Estoy revisando el artículo "La dimerización de la glucoforina A está impulsada por interacciones específicas entre hélices alfa transmembrana". Hay una declaración en abstracto que no entiendo:
"El dominio transmembrana alfa-hélice de interés se fusiona con el extremo C de la nucleasa estafilocócica. La quimera resultante se puede expresar a altos niveles en Escherichia coli y se purifica fácilmente".
Según tengo entendido, ¿esto describe que una hélice alfa dentro de la glicoforina A se fusiona con la nucleasa de estrafilococo? Entonces, ¿cómo entra en discusión Escherichia coli y qué significa ser fácilmente purificado?
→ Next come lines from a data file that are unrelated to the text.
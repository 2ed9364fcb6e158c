use anyhow::Result;
use sqlx::Row;
use uuid::Uuid;

use crate::app::users::{summary_from_row, UserService};
use crate::domain::message::{annotate_for_viewer, prepare_message, ChatMessage, Message};
use crate::domain::user::{User, UserSummary};
use crate::domain::DomainError;
use crate::infra::db::Db;

/// Direct messages between two users. Clients poll `messages` for the
/// whole history; there is no push channel and no cursor.
#[derive(Clone)]
pub struct ChatService {
    db: Db,
    users: UserService,
}

impl ChatService {
    pub fn new(db: Db) -> Self {
        Self {
            users: UserService::new(db.clone()),
            db,
        }
    }

    pub async fn send(&self, sender_id: i64, recipient_uuid: Uuid, raw_content: &str) -> Result<Message> {
        let recipient = self.users.require_by_uuid(recipient_uuid).await?;
        let content = prepare_message(raw_content)?;

        let row = sqlx::query(
            "WITH m AS ( \
                INSERT INTO messages (sender_id, recipient_id, content) \
                VALUES ($1, $2, $3) \
                RETURNING id, sender_id, content, created_at, is_read \
             ) \
             SELECT m.id, m.sender_id, m.content, m.created_at, m.is_read, \
                    u.username AS sender, u.user_uuid AS sender_uuid \
             FROM m JOIN users u ON u.id = m.sender_id",
        )
        .bind(sender_id)
        .bind(recipient.id)
        .bind(content)
        .fetch_one(self.db.pool())
        .await?;

        Ok(message_from_row(&row))
    }

    /// Opens the conversation with `target_uuid`, marking everything the
    /// target sent to the viewer as read. Returns the target and how many
    /// messages were marked.
    pub async fn open(&self, viewer_id: i64, target_uuid: Uuid) -> Result<(User, u64)> {
        let target = self.users.require_by_uuid(target_uuid).await?;
        if target.id == viewer_id {
            return Err(DomainError::invalid("cannot chat with yourself").into());
        }

        let marked = sqlx::query(
            "UPDATE messages SET is_read = TRUE \
             WHERE sender_id = $1 AND recipient_id = $2 AND NOT is_read",
        )
        .bind(target.id)
        .bind(viewer_id)
        .execute(self.db.pool())
        .await?;

        Ok((target, marked.rows_affected()))
    }

    /// Full history between the viewer and `target_uuid`, oldest first.
    pub async fn messages(&self, viewer_id: i64, target_uuid: Uuid) -> Result<Vec<ChatMessage>> {
        let target = self.users.require_by_uuid(target_uuid).await?;

        let rows = sqlx::query(
            "SELECT m.id, m.sender_id, m.content, m.created_at, m.is_read, \
                    u.username AS sender, u.user_uuid AS sender_uuid \
             FROM messages m \
             JOIN users u ON u.id = m.sender_id \
             WHERE (m.sender_id = $1 AND m.recipient_id = $2) \
                OR (m.sender_id = $2 AND m.recipient_id = $1) \
             ORDER BY m.created_at ASC, m.id ASC",
        )
        .bind(viewer_id)
        .bind(target.id)
        .fetch_all(self.db.pool())
        .await?;

        let history = rows.iter().map(message_from_row).collect();
        Ok(annotate_for_viewer(viewer_id, history))
    }

    /// Everyone the viewer has exchanged a message with, by username.
    pub async fn conversations(&self, viewer_id: i64) -> Result<Vec<UserSummary>> {
        let rows = sqlx::query(
            "SELECT u.username, u.user_uuid, u.profile_image \
             FROM users u \
             WHERE u.id IN ( \
                SELECT recipient_id FROM messages WHERE sender_id = $1 \
                UNION \
                SELECT sender_id FROM messages WHERE recipient_id = $1 \
             ) \
             ORDER BY u.username ASC",
        )
        .bind(viewer_id)
        .fetch_all(self.db.pool())
        .await?;

        Ok(rows.iter().map(summary_from_row).collect())
    }
}

fn message_from_row(row: &sqlx::postgres::PgRow) -> Message {
    Message {
        id: row.get("id"),
        sender_id: row.get("sender_id"),
        sender: row.get("sender"),
        sender_uuid: row.get("sender_uuid"),
        content: row.get("content"),
        created_at: row.get("created_at"),
        is_read: row.get("is_read"),
    }
}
Básicamente, diseñaron un vector que, cuando se transfecta a E. coli, produce transcripciones de un gen de fusión y, por lo tanto, proteínas para un gen de fusión que produce estas hélices α transmembrana conjugadas con la nucleasa estafilocócica. En otras palabras, las E. coli son solo fábricas para producir proteínas:
Expresión, extracción y purificación de SN/GpA - Para altos niveles de producción de SN/GpA, pT7SN/GpA se transformó en E. coli MGT7 (amablemente proporcionado por D. LeMaster), que contenía el plásmido pLYS-S.
Y el razonamiento allí fue propuesto en la discusión,
Presentamos aquí el uso de una proteína quimérica para demostrar que la presencia del dominio transmembrana de GpA, fusionado con una proteína soluble normalmente monomérica, es suficiente para mediar en la dimerización de esta proteína de membrana artificial en SDS.
Lo que quieren decir con fácilmente purificada es que la proteína se puede extraer con relativa facilidad, y en el método experimental explican algunos métodos comunes de purificación:
La purificación en un solo paso de cantidades de miligramos de SN/GpA del extracto podría lograrse mediante HPLC de fase inversa utilizando un gradiente de acetonitrilo/alcohol isopropílico/agua en una columna semipreparativa Vydac C4. Alternativamente, la purificación de cantidades más grandes se logró usando dos rondas de cromatografía de intercambio catiónico...
... La quimera SN/GpA131, pero no las formas truncadas, podría alterar NaCl, Tris-HC1 50 mM, EDTA 5 mM, PMSF 1 mM, NaNa al 0,025 %, extraerse de forma nativa mediante sonicación del sedimento después de la lisis celular en pH 1 M 7.9, sin detergente. Esta extracción tuvo una eficacia similar a la de Lubrol y se utilizó en la preparación de material para la generación de péptido transmembrana mediante tratamiento con tripsina.